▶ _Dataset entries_
____________
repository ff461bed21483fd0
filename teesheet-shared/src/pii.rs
use serde::{Deserialize, Serialize, Serializer};
use std::fmt;

/// Guest names and contact details travel through tee-sheet views and event
/// payloads. This wrapper keeps them out of `Debug`/`Display` output so a
/// stray `tracing::info!("{:?}", player)` never writes them to the logs.
#[derive(Clone, PartialEq, Eq, Deserialize)]
#[serde(transparent)]
pub struct Masked<T>(pub T);

impl<T> fmt::Debug for Masked<T> {
    fn fmt(&self, f: &mut fmt::Formatter<'_>) -> fmt::Result {
        write!(f, "********")
    }
}

impl<T> fmt::Display for Masked<T> {
    fn fmt(&self, f: &mut fmt::Formatter<'_>) -> fmt::Result {
        write!(f, "********")
    }
}

impl<T: Serialize> Serialize for Masked<T> {
    fn serialize<S>(&self, serializer: S) -> Result<S::Ok, S::Error>
    where
        S: Serializer,
    {
        // API responses and persisted rows need the real value.
        self.0.serialize(serializer)
    }
}

impl<T> Masked<T> {
    pub fn expose(&self) -> &T {
        &self.0
    }

    pub fn into_inner(self) -> T {
        self.0
    }
}

impl From<String> for Masked<String> {
    fn from(value: String) -> Self {
        Self(value)
    }
}

impl From<&str> for Masked<String> {
    fn from(value: &str) -> Self {
        Self(value.to_string())
    }
}
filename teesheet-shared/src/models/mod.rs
pub mod events;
____________
▶ _Requirement_
Every line holding the string "Masked" should be copied here, so please find those lines in the data.

▶ _Finished task_
pub struct Masked<T>(pub T);
impl<T> fmt::Debug for Masked<T> {
impl<T> fmt::Display for Masked<T> {
impl<T: Serialize> Serialize for Masked<T> {
impl<T> Masked<T> {
impl From<String> for Masked<String> {
impl From<&str> for Masked<String> {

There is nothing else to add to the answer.